What needs to be done:
Restate word for word every line from the top of the data below down through the line that holds "locations with Poisson-distributed".
◇ ◇ ◇ ◇ ◇ ◇ ◇
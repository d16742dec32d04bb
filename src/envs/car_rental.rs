use crate::math::Poisson;
use crate::mdps::{TabularMdp, Transition, Transitions};
use crate::{Continous, Discrete};
use itertools::iproduct;
use std::collections::HashMap;

pub const MAX_TRANSFER: i32 = 5;

/// Jack's car rental (Example 4.2): two locations with Poisson-distributed
/// rental requests and returns, overnight transfers capped at
/// `MAX_TRANSFER`, and fleets capped at `max_cars` per location.
pub struct CarRental {
    max_cars: i32,
    /// Truncated pmf tables, one per demand/return stream.
    request1: Vec<Continous>,
    request2: Vec<Continous>,
    return1: Vec<Continous>,
    return2: Vec<Continous>,
}

impl CarRental {
    /// `max_draw` truncates the Poisson enumeration; the tail mass beyond
    /// it is dropped, matching the upstream treatment.
    pub fn new(
        max_cars: usize,
        request_means: (Continous, Continous),
        return_means: (Continous, Continous),
        max_draw: usize,
    ) -> Self {
        Self {
            max_cars: max_cars as i32,
            request1: Poisson::new(request_means.0).prob_table(max_draw),
            request2: Poisson::new(request_means.1).prob_table(max_draw),
            return1: Poisson::new(return_means.0).prob_table(max_draw),
            return2: Poisson::new(return_means.1).prob_table(max_draw),
        }
    }

    /// Cars per location, i.e. `max_cars + 1` counts.
    pub fn n(&self) -> usize {
        self.max_cars as usize + 1
    }

    pub fn n_states(&self) -> usize {
        self.n() * self.n()
    }

    /// Transfer actions, `-MAX_TRANSFER..=MAX_TRANSFER` (positive moves
    /// from location 1 to 2), as a dense index.
    pub fn n_actions(&self) -> usize {
        (2 * MAX_TRANSFER + 1) as usize
    }

    pub fn action_from_index(i: usize) -> i32 {
        i as i32 - MAX_TRANSFER
    }

    pub fn state_index(&self, s1: i32, s2: i32) -> usize {
        s1 as usize * self.n() + s2 as usize
    }

    pub fn state_from_index(&self, i: usize) -> (i32, i32) {
        ((i / self.n()) as i32, (i % self.n()) as i32)
    }

    /// Next fleet sizes and reward, given pre-sampled demand and returns.
    /// The transfer is capped at `MAX_TRANSFER` and at the cars actually
    /// available; fleets are capped at `max_cars`; the reward is
    /// `10 * rented - 2 * transferred`.
    pub fn next_state_and_reward(
        &self,
        s1: i32,
        s2: i32,
        action: i32,
        request1: i32,
        request2: i32,
        return1: i32,
        return2: i32,
    ) -> (i32, i32, Continous) {
        let capped = action.clamp(-MAX_TRANSFER, MAX_TRANSFER).clamp(-s2, s1);
        let transferred = capped.abs();
        let mid1 = s1 - capped;
        let mid2 = s2 + capped;

        let rented1 = request1.min(mid1);
        let rented2 = request2.min(mid2);

        let next1 = (mid1 - rented1 + return1).min(self.max_cars);
        let next2 = (mid2 - rented2 + return2).min(self.max_cars);

        let reward = 10. * (rented1 + rented2) as Continous - 2. * transferred as Continous;
        (next1, next2, reward)
    }

    /// Expectation of `reward + gamma * v[next]` over all demand/return
    /// combinations up to the truncation cap.
    pub fn expected_return(
        &self,
        s1: i32,
        s2: i32,
        action: i32,
        v: &[Vec<Continous>],
        gamma: Continous,
    ) -> Continous {
        let d = self.request1.len();
        iproduct!(0..d, 0..d, 0..d, 0..d)
            .map(|(req1, req2, ret1, ret2)| {
                let prob = self.request1[req1]
                    * self.request2[req2]
                    * self.return1[ret1]
                    * self.return2[ret2];
                let (n1, n2, reward) = self.next_state_and_reward(
                    s1,
                    s2,
                    action,
                    req1 as i32,
                    req2 as i32,
                    ret1 as i32,
                    ret2 as i32,
                );
                prob * (reward + gamma * v[n1 as usize][n2 as usize])
            })
            .sum()
    }

    /// Marginalizes the demand/return enumeration into a tabular MDP so the
    /// generic DP solvers can run on it. Outcomes landing on the same
    /// `(next_state, reward)` pair are merged.
    pub fn to_mdp(&self, gamma: Continous) -> TabularMdp {
        let d = self.request1.len();
        let mut transitions = Transitions::new();

        for s in 0..self.n_states() {
            let (s1, s2) = self.state_from_index(s);
            for a_idx in 0..self.n_actions() {
                let action = Self::action_from_index(a_idx);
                let mut merged: HashMap<(Discrete, i64), Continous> = HashMap::new();
                for (req1, req2, ret1, ret2) in iproduct!(0..d, 0..d, 0..d, 0..d) {
                    let prob = self.request1[req1]
                        * self.request2[req2]
                        * self.return1[ret1]
                        * self.return2[ret2];
                    let (n1, n2, reward) = self.next_state_and_reward(
                        s1,
                        s2,
                        action,
                        req1 as i32,
                        req2 as i32,
                        ret1 as i32,
                        ret2 as i32,
                    );
                    let key = (self.state_index(n1, n2) as Discrete, reward as i64);
                    *merged.entry(key).or_insert(0.) += prob;
                }

                let ts = merged
                    .into_iter()
                    .map(|((next_state, reward), probability)| Transition {
                        next_state,
                        probability,
                        reward: reward as Continous,
                        done: false,
                    })
                    .collect();
                transitions.insert((s as Discrete, a_idx as Discrete), ts);
            }
        }

        TabularMdp::new(self.n_states(), self.n_actions(), gamma, transitions)
    }
}

#[cfg(test)]
mod tests {
    use super::*;
    use crate::mdps::{Mdp, MdpSolver};
    use crate::mdps::solvers::policy_iteration::PolicyIteration;
    use float_eq::*;
    use std::rc::Rc;

    #[test]
    fn transfer_then_rent_then_return() {
        let cr = CarRental::new(20, (3., 4.), (3., 2.), 15);

        // move 3 cars from lot 1 to lot 2, rent 2 + 4, return 1 + 0
        let (n1, n2, r) = cr.next_state_and_reward(10, 5, 3, 2, 4, 1, 0);
        assert_eq!(n1, 10 - 3 - 2 + 1);
        assert_eq!(n2, 5 + 3 - 4);
        assert_float_eq!(r, 10. * 6. - 2. * 3., abs <= 0.0);
    }

    #[test]
    fn transfer_is_capped_by_limit_and_availability() {
        let cr = CarRental::new(20, (3., 4.), (3., 2.), 15);

        // request of 9 exceeds the +/-5 cap
        let (n1, n2, r) = cr.next_state_and_reward(10, 5, 9, 0, 0, 0, 0);
        assert_eq!((n1, n2), (5, 10));
        assert_float_eq!(r, -10., abs <= 0.0);

        // only 2 cars available at lot 1
        let (n1, n2, r) = cr.next_state_and_reward(2, 5, 5, 0, 0, 0, 0);
        assert_eq!((n1, n2), (0, 7));
        assert_float_eq!(r, -4., abs <= 0.0);
    }

    #[test]
    fn fleets_are_capped_at_max_cars() {
        let cr = CarRental::new(20, (3., 4.), (3., 2.), 15);
        let (n1, n2, _) = cr.next_state_and_reward(20, 20, 0, 0, 0, 10, 10);
        assert_eq!((n1, n2), (20, 20));
    }

    #[test]
    fn policy_iteration_stabilizes_within_ten_rounds() {
        // reduced fleet to keep the test quick; dynamics are identical
        let cr = CarRental::new(5, (3., 4.), (3., 2.), 9);
        let mdp = Rc::new(cr.to_mdp(0.9)) as Rc<dyn Mdp>;

        // initial policy: never move any cars (transfer 0 sits at index 5)
        let zero_transfer = MAX_TRANSFER as Discrete;
        let mut pi = PolicyIteration::new(Rc::clone(&mdp), 0., zero_transfer);
        let (stable, rounds) = pi.exec(1e-5, Some(10));
        assert!(stable);
        assert!(rounds <= 10);

        // every state has a defined optimal transfer
        for s in 0..mdp.n_s() {
            assert!(pi.pi_star(s as Discrete).is_some());
        }

        // a stable policy stays stable: running the solver again must not
        // flip near-tied transfer actions back and forth
        let first = (0..mdp.n_s())
            .map(|s| pi.pi_star(s as Discrete))
            .collect::<Vec<_>>();
        let (still_stable, extra_rounds) = pi.exec(1e-5, Some(5));
        assert!(still_stable);
        assert_eq!(extra_rounds, 1);
        let second = (0..mdp.n_s())
            .map(|s| pi.pi_star(s as Discrete))
            .collect::<Vec<_>>();
        assert_eq!(first, second);
    }
}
◇ ◇ ◇ ◇ ◇ ◇ ◇
Final answer:
repository d16742dec32d04bb
filename src/envs/car_rental.rs
use crate::math::Poisson;
use crate::mdps::{TabularMdp, Transition, Transitions};
use crate::{Continous, Discrete};
use itertools::iproduct;
use std::collections::HashMap;

pub const MAX_TRANSFER: i32 = 5;

/// Jack's car rental (Example 4.2): two locations with Poisson-distributed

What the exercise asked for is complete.